Exercise description -> A single figure is required: the number of lines in the data below that hold the word "Creates".

═════ Records supplied ═════

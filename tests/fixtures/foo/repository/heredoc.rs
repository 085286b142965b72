use tmgrammar::{Captures, Pattern, Scope};

pub fn heredoc() -> Scope {
    Scope {
        begin: Some(Pattern::new(r"(<<)(\w+)").into()),
        end: Some(Pattern::new(r"^\2$").into()),
        content_name: Some("string.unquoted.heredoc.foo".into()),
        begin_captures: Some(Captures::from([
            (1, Scope {
                name: Some("keyword.operator.heredoc.foo".into()),
                ..Scope::default()
            }),
            (2, Scope {
                name: Some("entity.name.tag.foo".into()),
                ..Scope::default()
            }),
        ])),
        ..Scope::default()
    }
}
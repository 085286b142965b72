use std::fmt;
use std::sync::{Arc, OnceLock};

/// Oniguruma options that can be turned on for a whole pattern.
///
/// In a JSON grammar they are written as a leading inline option group, eg `(?ix)`.
#[derive(Debug, Copy, Clone, Default, PartialEq, Eq, Hash)]
pub struct PatternFlags {
    pub ignore_case: bool,
    /// `m` in Oniguruma's Ruby syntax: `.` also matches newlines
    pub multiline: bool,
    pub extended: bool,
}

impl PatternFlags {
    pub fn is_empty(self) -> bool {
        !(self.ignore_case || self.multiline || self.extended)
    }

    /// Splits a leading `(?imx)` group off `text`.
    ///
    /// Only a group written in canonical form is taken so that the text can be rebuilt
    /// byte for byte; anything else stays part of the pattern source.
    fn split_prefix(text: &str) -> (PatternFlags, &str) {
        let Some(rest) = text.strip_prefix("(?") else {
            return (PatternFlags::default(), text);
        };
        let Some(end) = rest.find(')') else {
            return (PatternFlags::default(), text);
        };
        let letters = &rest[..end];
        let flags = PatternFlags {
            ignore_case: letters.contains('i'),
            multiline: letters.contains('m'),
            extended: letters.contains('x'),
        };
        if flags.is_empty() || flags.to_string() != letters {
            return (PatternFlags::default(), text);
        }
        (flags, &rest[end + 1..])
    }
}

impl fmt::Display for PatternFlags {
    fn fmt(&self, f: &mut fmt::Formatter<'_>) -> fmt::Result {
        if self.ignore_case {
            f.write_str("i")?;
        }
        if self.multiline {
            f.write_str("m")?;
        }
        if self.extended {
            f.write_str("x")?;
        }
        Ok(())
    }
}

/// A regular expression of a rule: source text and flags, compiled lazily with Oniguruma.
pub struct Pattern {
    source: String,
    flags: PatternFlags,
    compiled: OnceLock<Option<Arc<onig::Regex>>>,
}

impl Clone for Pattern {
    fn clone(&self) -> Self {
        // Same source, fresh lazy compilation
        Self {
            source: self.source.clone(),
            flags: self.flags,
            compiled: OnceLock::new(),
        }
    }
}

impl PartialEq for Pattern {
    fn eq(&self, other: &Self) -> bool {
        self.source == other.source && self.flags == other.flags
    }
}

impl Eq for Pattern {}

impl fmt::Debug for Pattern {
    fn fmt(&self, f: &mut fmt::Formatter) -> fmt::Result {
        write!(f, "/{}/{}", self.source, self.flags)
    }
}

impl Pattern {
    /// Creates a pattern without compiling it.
    ///
    /// A leading `(?imx)` group is moved into the flags, so `Pattern::new("(?i)abc")`
    /// has source `abc` and the `i` flag.
    pub fn new(text: impl Into<String>) -> Self {
        let text = text.into();
        let (flags, source) = PatternFlags::split_prefix(&text);
        let source = if flags.is_empty() {
            text
        } else {
            source.to_string()
        };

        Self {
            source,
            flags,
            compiled: OnceLock::new(),
        }
    }

    /// Creates a pattern and makes sure Oniguruma accepts it.
    pub fn parse(text: &str) -> Result<Self, onig::Error> {
        let pattern = Self::new(text);
        pattern.validate()?;
        Ok(pattern)
    }

    pub fn source(&self) -> &str {
        &self.source
    }

    pub fn flags(&self) -> PatternFlags {
        self.flags
    }

    pub fn with_flags(mut self, flags: PatternFlags) -> Self {
        self.flags = flags;
        self.compiled = OnceLock::new();
        self
    }

    /// The pattern as written in a JSON grammar: flags group first, then the source.
    pub fn to_text(&self) -> String {
        if self.flags.is_empty() {
            self.source.clone()
        } else {
            format!("(?{}){}", self.flags, self.source)
        }
    }

    /// Whether the source refers to captures of another pattern, eg `\1` in an `end`
    /// pointing back at its `begin`.
    pub fn has_backreferences(&self) -> bool {
        (1..=9).any(|i| self.source.contains(&format!("\\{i}")))
    }

    /// `None` if Oniguruma rejects the pattern, which includes patterns with
    /// backreferences compiled on their own.
    pub fn compiled(&self) -> Option<&Arc<onig::Regex>> {
        self.compiled
            .get_or_init(|| onig::Regex::new(&self.to_text()).ok().map(Arc::new))
            .as_ref()
    }

    /// Validate that this pattern compiles successfully
    pub fn validate(&self) -> Result<(), onig::Error> {
        onig::Regex::new(&self.to_text()).map(|_| ())
    }
}

impl From<&str> for Pattern {
    fn from(text: &str) -> Self {
        Pattern::new(text)
    }
}

/// The value of a pattern field.
///
/// Authors normally write a [`Pattern`]; `Text` is an escape hatch for strings that must
/// reach the JSON output untouched, eg patterns relying on runtime substitution.
#[derive(Debug, Clone, PartialEq, Eq)]
pub enum PatternValue {
    Compiled(Pattern),
    Text(String),
}

impl PatternValue {
    pub fn to_text(&self) -> String {
        match self {
            PatternValue::Compiled(pattern) => pattern.to_text(),
            PatternValue::Text(text) => text.clone(),
        }
    }

    pub fn as_pattern(&self) -> Option<&Pattern> {
        match self {
            PatternValue::Compiled(pattern) => Some(pattern),
            PatternValue::Text(_) => None,
        }
    }
}

impl From<Pattern> for PatternValue {
    fn from(pattern: Pattern) -> Self {
        PatternValue::Compiled(pattern)
    }
}

#[cfg(test)]
mod tests {
    use super::*;

    #[test]
    fn test_plain_pattern_keeps_its_source() {
        let pattern = Pattern::parse("a+").unwrap();
        assert_eq!(pattern.source(), "a+");
        assert!(pattern.flags().is_empty());
        assert_eq!(pattern.to_text(), "a+");
    }

    #[test]
    fn test_flags_prefix_moves_into_flags() {
        let pattern = Pattern::new("(?ix)\\b foo \\b");
        assert_eq!(pattern.source(), "\\b foo \\b");
        assert!(pattern.flags().ignore_case);
        assert!(pattern.flags().extended);
        assert!(!pattern.flags().multiline);
        assert_eq!(pattern.to_text(), "(?ix)\\b foo \\b");
    }

    #[test]
    fn test_non_canonical_prefix_stays_in_source() {
        for text in ["(?xi)a", "(?ii)a", "(?i:a)", "(?=a)", "(?)a", "(?i"] {
            let pattern = Pattern::new(text);
            assert_eq!(pattern.source(), text);
            assert!(pattern.flags().is_empty());
            assert_eq!(pattern.to_text(), text);
        }
    }

    #[test]
    fn test_malformed_pattern_is_rejected() {
        assert!(Pattern::parse("(unclosed").is_err());
        assert!(Pattern::parse("[a-").is_err());
    }

    #[test]
    fn test_compiled_pattern_matches() {
        let pattern = Pattern::new("(?i)select");
        let regex = pattern.compiled().unwrap();
        assert!(regex.find("SELECT *").is_some());
    }

    #[test]
    fn test_backreferences_are_detected() {
        assert!(Pattern::new("^\\2$").has_backreferences());
        assert!(Pattern::new("</\\1>").has_backreferences());
        assert!(!Pattern::new("\\b\\w+").has_backreferences());
        assert!(!Pattern::new("x{10}").has_backreferences());
        // no `begin` to refer to on its own
        assert!(Pattern::new("^\\2$").compiled().is_none());
    }

    #[test]
    fn test_equality_ignores_compilation_state() {
        let a = Pattern::new("[0-9]+");
        let b = a.clone();
        assert!(a.compiled().is_some());
        assert_eq!(a, b);
        assert_ne!(a, Pattern::new("[0-9]+").with_flags(PatternFlags {
            ignore_case: true,
            ..PatternFlags::default()
        }));
    }
}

═════

Task response -> 2